42 Mr Davie says that the inference from the evidence is clear. If Mr Baker had not agreed to provide a caveat over his property, Jones King Lawyers would not have continued to act for the company in the District Court proceedings. This circumstance acts against Mr Baker’s conscience to make it equitable fraud to permit him to take advantage of s 23C. [Alternatively, Mr Davie relies on estoppel, a matter I will briefly deal with later].
43 There is clear, though old authority for the proposition that part performance is confined to suits for specific performance; see eg Gummon v Barter (1899) 1 WALR 58, a decision of the Western Australian Full Supreme Court.
44 Meagher Gummow and Lehane, Equity Doctrine and Remedies 3rd ed (Butterworths, Sydney, 1992) at para [2044] say that there is no reason in principle why the doctrine should not apply in injunction cases.

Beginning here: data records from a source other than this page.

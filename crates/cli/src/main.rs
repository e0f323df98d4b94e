//! Cartwright CLI - Inspect and edit the signed-in customer's cart.
//!
//! # Usage
//!
//! ```bash
//! # Show the cart
//! cw-cli show
//!
//! # Add one unit of a product
//! cw-cli add p1 --price 19.99 --name "Ceramic Mug"
//!
//! # Change a quantity, remove a line, empty the cart
//! cw-cli set p1 3
//! cw-cli remove p1
//! cw-cli clear
//! ```
//!
//! # Commands
//!
//! - `show` - Print the cart
//! - `add` - Add one unit of a product
//! - `remove` - Remove a product's line
//! - `set` - Set a product's quantity
//! - `clear` - Empty the cart
//!
//! Configuration comes from the environment (see `cartwright::config`). A
//! configured `CART_API_TOKEN` means a signed-in session.

#![cfg_attr(not(test), forbid(unsafe_code))]

use clap::{Parser, Subcommand};
use rust_decimal::Decimal;
use sentry::integrations::tracing as sentry_tracing;
use tracing_subscriber::{layer::SubscriberExt, util::SubscriberInitExt};

use cartwright::CartConfig;
use cartwright_core::CurrencyCode;

mod commands;

#[derive(Parser)]
#[command(name = "cw-cli")]
#[command(author, version, about = "Cartwright cart tools")]
struct Cli {
    /// Print the cart as JSON instead of a table
    #[arg(long, global = true)]
    json: bool,

    /// ISO 4217 currency used to format prices
    #[arg(long, global = true, default_value = "USD")]
    currency: CurrencyCode,

    #[command(subcommand)]
    command: Commands,
}

#[derive(Subcommand)]
pub(crate) enum Commands {
    /// Print the cart
    Show,
    /// Add one unit of a product
    Add {
        /// Product identifier
        id: String,

        /// Unit price
        #[arg(short, long)]
        price: Option<Decimal>,

        /// Display name
        #[arg(short, long)]
        name: Option<String>,
    },
    /// Remove a product's line
    Remove {
        /// Product identifier
        id: String,
    },
    /// Set a product's quantity
    Set {
        /// Product identifier
        id: String,

        /// New quantity (must be positive; use `remove` to drop the line)
        #[arg(allow_negative_numbers = true)]
        quantity: i64,
    },
    /// Empty the cart
    Clear,
}

/// Initialize Sentry error tracking and return guard that must be kept alive.
fn init_sentry(config: &CartConfig) -> Option<sentry::ClientInitGuard> {
    let dsn = config.sentry_dsn.as_ref()?;

    let guard = sentry::init((
        dsn.as_str(),
        sentry::ClientOptions {
            release: sentry::release_name!(),
            attach_stacktrace: true,
            ..Default::default()
        },
    ));

    tracing::info!("Sentry initialized");
    Some(guard)
}

/// Filter tracing events to Sentry event types.
fn sentry_event_filter(metadata: &tracing::Metadata<'_>) -> sentry_tracing::EventFilter {
    match *metadata.level() {
        tracing::Level::ERROR | tracing::Level::WARN => sentry_tracing::EventFilter::Event,
        tracing::Level::INFO | tracing::Level::DEBUG => sentry_tracing::EventFilter::Breadcrumb,
        _ => sentry_tracing::EventFilter::Ignore,
    }
}

#[tokio::main]
async fn main() {
    let cli = Cli::parse();

    let config = match CartConfig::from_env() {
        Ok(config) => config,
        Err(e) => {
            // Tracing isn't up yet; fall back to a plain subscriber for this one error
            tracing_subscriber::fmt::init();
            tracing::error!("Failed to load configuration: {e}");
            std::process::exit(2);
        }
    };

    // Initialize Sentry (must be done before tracing subscriber)
    let _sentry_guard = init_sentry(&config);

    // Defaults to info level for our crates if RUST_LOG is not set
    let env_filter = tracing_subscriber::EnvFilter::try_from_default_env()
        .unwrap_or_else(|_| "cartwright=info,cartwright_cli=info".into());

    tracing_subscriber::registry()
        .with(env_filter)
        .with(tracing_subscriber::fmt::layer().with_writer(std::io::stderr))
        .with(sentry_tracing::layer().event_filter(sentry_event_filter))
        .init();

    if let Err(e) = commands::cart::run(&config, cli.command, cli.json, cli.currency).await {
        tracing::error!("Command failed: {e}");
        std::process::exit(1);
    }
}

45 The doctrine is, of course, of no relevance in an action at law: O’Rourke v Hoeven [1974] 1 NSWLR 622.
46 Mr Davie initially merely relied on a passage from Lindsay, Caveats Against Dealings in Australia and New Zealand (Federation Press, Sydney, 1995) page 76:
- “In Australia, the courts have adopted a straightforward attitude: if the Statute of Frauds is raised, the caveat will be removed if it is not reasonably arguable that there is (1) a memorandum in writing; (2) sufficient acts of part performance; or (3) an estoppel against the registered proprietor.”
The authority for that proposition is given as (a) Gasiunas v Meinhold (1964) 6 FLR 182, 190 per P E Joske J; (b) Elibank-Murray v Dunne (1982) NSW Conv R 55-048 at 56, 289 per Powell J; (c) Trowmet Pty Ltd v Lew (1992) V Conv R 54-427 at 65,046 per Phillips J; (d) McConville v Australian Telecommunications Commission (1991) NSW Conv R 55-602 at pp 59,411-2 per McLelland J; (e) Drulroad Pty Ltd v Gibson (1992) NSW Conv R 55-637 at 59,643 per Hodgson J which the learned author says are “examples of cases where the court has accepted that acts of part performance or the existence of an estoppel can overcome the absence of a memorandum in writing and support a caveat.”
47 At the oral hearing, Mr Davie merely referred me to this passage and left it at that. With respect, that was quite unhelpful. In a case where there is a crucial point involved, as this point clearly is, the Court expects counsel to proceed beyond the textbook and cite and explain the leading cases, the primary source of the proposition of law which must be established. I mention this because I have found more and more that counsel, presumably at high fee, fob the judge off with a set of textbook references and then make the judge do the research work. Counsel are involved to assist the judge to find the truth of fact and law and must not take this second rate short cut.
48 In his written submissions, Mr Davie went a little, but not much, further. He cited (f) ANZ Banking Group Ltd v Widin (1990) 26 FCR 21, 33; 102 ALR 289, 301 and then submitted, “By extension, it is submitted that there is no reason why a party should not be estopped from relying on the section.” He then repeated the passage from Lindsay preceding it with the comment “It appears to have been accepted in NSW (and elsewhere) that …”.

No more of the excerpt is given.